Usuário de drogas pode ser preso em flagrante?

De acordo com a lei antidrogas, o indivíduo que for abordado e que resultou em busca pessoal e estiver portando drogas para consumo próprio, é caso de mera lavratura de termo circunstanciado ( TCO) para apurar esse crime

Foto: ilustrativa Usuário de drogas pode ser preso em flagrante?
o legislador não determinou pena de prisão aos usuários de drogas.

 

 

A lei n°11.343/06, dispensa um tratamento diferenciado ao dependente químico, no seu artigo 28' caput, com a despenalização ao usuário.

O artigo 28, caput, determina: " Quem adquirir, guardar, tiver em depósito, transportar ou trazer consigo, para consumo pessoal, drogas sem autorização ou em desacordo com determinação legal ou regulamentar será submetido às seguintes penas":

 

1. Advertência sobre os efeitos das drogas;   essa advertência será feita pelo juiz.

 

2.prestação de serviços à comunidade; é eficaz, uma vez que o agente trabalha em prol da comunidade, e deve ser cumprida em programas comunitários, entidades educacionais ou assistenciais para prevenção do consumo ou da recuperação de usuário e dependentes de drogas.

 

 

3.medida educativa de comparecimento a programa ou curso educativo;Intuito aqui é pedagógico das penas aplicadas para conscientizar o usuário dos efeitos nefastos das drogas.

 

O infrator tem direito a tratamento especializado e gratuito, mas é preciso o consentimento dele. O juiz não pode obrigar o infrator a tratar-se e muito menos interna-lo.

 

 

De acordo com a lei antidrogas, o indivíduo que for abordado e que resultou em busca pessoal e estiver portando drogas para consumo próprio, é caso de mera lavratura de termo circunstanciado ( TCO) para apurar  esse crime, pois trata-se de uma infração de menor potencial ofensivo.

 

Portanto,  não pode ser preso em flagrante, isso porque a lei não prevê cominação de pena privativa de liberdade a tais casos, o legislador não determinou pena de prisão aos usuários de drogas.

 

Até aí, tudo bem.
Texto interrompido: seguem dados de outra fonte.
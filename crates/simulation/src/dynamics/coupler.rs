//! Coupler slack and forces.
//!
//! Coupler `j` joins car `j` to car `j + 1` and is stored on car `j`. A
//! coupler inside its free slack carries no force. A coupler at a slack stop
//! is locked and carries whatever force keeps the two cars accelerating
//! together; solving every locked coupler at once gives a tri-diagonal
//! system in the coupler tensions.

use crate::config::STATIONARY_SPEED_MPS;
use crate::train::RailCar;

/// Reusable buffers for the coupler solve.
#[derive(Debug, Default)]
pub struct CouplerScratch {
    net_force: Vec<f32>,
    inv_mass: Vec<f32>,
    lower: Vec<f32>,
    diag: Vec<f32>,
    upper: Vec<f32>,
    rhs: Vec<f32>,
    c_prime: Vec<f32>,
    tension: Vec<f32>,
    free: Vec<bool>,
}

/// Longitudinal force on a car before couplers: motive force less brake and
/// curve resistance. A stationary car's resistance only cancels motive force.
pub fn net_longitudinal_force_n(car: &RailCar) -> f32 {
    let d = &car.dynamics;
    let resistance = car.brake.brake_retard_force_n.max(0.0) + d.curve_force_filtered_n.max(0.0);
    if d.speed_mps.abs() < STATIONARY_SPEED_MPS {
        let excess = (d.motive_force_n.abs() - resistance).max(0.0);
        excess.copysign(d.motive_force_n)
    } else {
        d.motive_force_n - resistance * d.speed_mps.signum()
    }
}

/// Advance every coupler's slack from the speeds of the cars either side.
pub fn integrate_slack(cars: &mut [RailCar], dt: f32) {
    let len = cars.len();
    for j in 0..len {
        if j + 1 == len {
            cars[j].dynamics.coupler_slack_m = 0.0;
            continue;
        }
        let closing = cars[j].dynamics.speed_mps - cars[j + 1].dynamics.speed_mps;
        let limit = cars[j].physics.coupler_slack_limit_m.max(0.0);
        let slack = &mut cars[j].dynamics.coupler_slack_m;
        *slack = (*slack + closing * dt.max(0.0)).clamp(-limit, limit);
    }
}

fn coupler_is_free(car: &RailCar) -> bool {
    let limit = car.physics.coupler_slack_limit_m;
    limit > 0.0 && car.dynamics.coupler_slack_m.abs() < limit
}

/// Solve `lower[j] x[j-1] + diag[j] x[j] + upper[j] x[j+1] = rhs[j]`.
fn thomas_solve(scratch: &mut CouplerScratch) {
    let n = scratch.diag.len();
    scratch.c_prime.clear();
    scratch.c_prime.resize(n, 0.0);
    scratch.tension.clear();
    scratch.tension.resize(n, 0.0);
    if n == 0 {
        return;
    }
    let CouplerScratch {
        lower,
        diag,
        upper,
        rhs,
        c_prime,
        tension: d_prime,
        ..
    } = scratch;

    let mut denom = diag[0];
    if denom.abs() < 1e-12 {
        return;
    }
    c_prime[0] = upper[0] / denom;
    d_prime[0] = rhs[0] / denom;
    for j in 1..n {
        denom = diag[j] - lower[j] * c_prime[j - 1];
        if denom.abs() < 1e-12 {
            c_prime[j] = 0.0;
            d_prime[j] = 0.0;
            continue;
        }
        c_prime[j] = upper[j] / denom;
        d_prime[j] = (rhs[j] - lower[j] * d_prime[j - 1]) / denom;
    }
    // Back substitution in place: d_prime becomes the solution.
    for j in (0..n - 1).rev() {
        d_prime[j] -= c_prime[j] * d_prime[j + 1];
    }
}

/// Solve coupler forces for the whole train and store them on each car
/// (positive is compression). Couplers that would pull a stretched stop
/// into compression, or push a compressed stop into tension, are released
/// into free slack and the system is solved again.
pub fn solve_coupler_forces(cars: &mut [RailCar], scratch: &mut CouplerScratch) {
    let len = cars.len();
    if len < 2 {
        for car in cars.iter_mut() {
            car.dynamics.coupler_force_n = 0.0;
        }
        return;
    }
    let couplers = len - 1;

    scratch.net_force.clear();
    scratch.net_force.extend(cars.iter().map(net_longitudinal_force_n));
    scratch.inv_mass.clear();
    scratch
        .inv_mass
        .extend(cars.iter().map(|car| 1.0 / car.physics.mass_kg.max(1.0)));
    scratch.free.clear();
    scratch
        .free
        .extend(cars[..couplers].iter().map(coupler_is_free));

    for _ in 0..=couplers {
        scratch.lower.clear();
        scratch.diag.clear();
        scratch.upper.clear();
        scratch.rhs.clear();
        for j in 0..couplers {
            if scratch.free[j] {
                scratch.lower.push(0.0);
                scratch.diag.push(1.0);
                scratch.upper.push(0.0);
                scratch.rhs.push(0.0);
                continue;
            }
            let (inv_front, inv_rear) = (scratch.inv_mass[j], scratch.inv_mass[j + 1]);
            scratch.lower.push(if j > 0 { inv_front } else { 0.0 });
            scratch.diag.push(-(inv_front + inv_rear));
            scratch
                .upper
                .push(if j + 1 < couplers { inv_rear } else { 0.0 });
            scratch
                .rhs
                .push(scratch.net_force[j + 1] * inv_rear - scratch.net_force[j] * inv_front);
        }
        thomas_solve(scratch);

        let mut changed = false;
        for j in 0..couplers {
            if scratch.free[j] || cars[j].physics.coupler_slack_limit_m <= 0.0 {
                continue;
            }
            let tension = scratch.tension[j];
            let slack = cars[j].dynamics.coupler_slack_m;
            let stretched = slack > 0.0;
            if (stretched && tension < 0.0) || (!stretched && tension > 0.0) {
                scratch.free[j] = true;
                changed = true;
            }
        }
        if !changed {
            break;
        }
    }

    for (j, car) in cars.iter_mut().enumerate() {
        car.dynamics.coupler_force_n = if j < couplers && !scratch.free[j] {
            -scratch.tension[j]
        } else {
            0.0
        };
    }
}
O problema está na ausência de balizamento objetivo quanto a quantidade de drogas para configuração de situação de posse para consumo pessoal, e para fins de diferenciar potenciais situações caracterizadoras  do crime previsto no artigo 33, caput, da mesma lei( 11.343/06), ponto crucial  pois relativiza direitos e garantias fundamentais, para justificar a intervenção no direito à liberdade, além do mais, no subjetivismo decisionismo dos magistrados a fixação  de critérios para enquadrar a conduta como  a prevista no artigo 28, caput e aquela prevista no artigo 33, caput, da lei n.11.343/2016.

 

 Isso acaba por trazer situações que muitas vezes  ligadas a aspectos referentes a fenótipos de pessoas que massivamente, tem sido presas em flagrante portando pequenas quantidades de drogas, (um problema de saúde pública) sendo encarceradas.

 

O prazo máximo de duração das penas previstas II, III do artigo 28, será de 5 (cinco) meses.

 

Por fim, descabe ao poder judiciário atuar como agente de emissão de juízo de conteúdo moralizante, ou por meio de adoção de sensos comuns, com ideologias de combate ao crime,  afastando- se de sua função primordial de proteção aos direitos fundamentais e limitadora da intervenção do Estado.

 

Patrícia Ferreira

Advogada

 

Patrícia Ferreira é advogada especialista em Direito Penal. Colunista do jornal Gazeta, escreve aos domingos.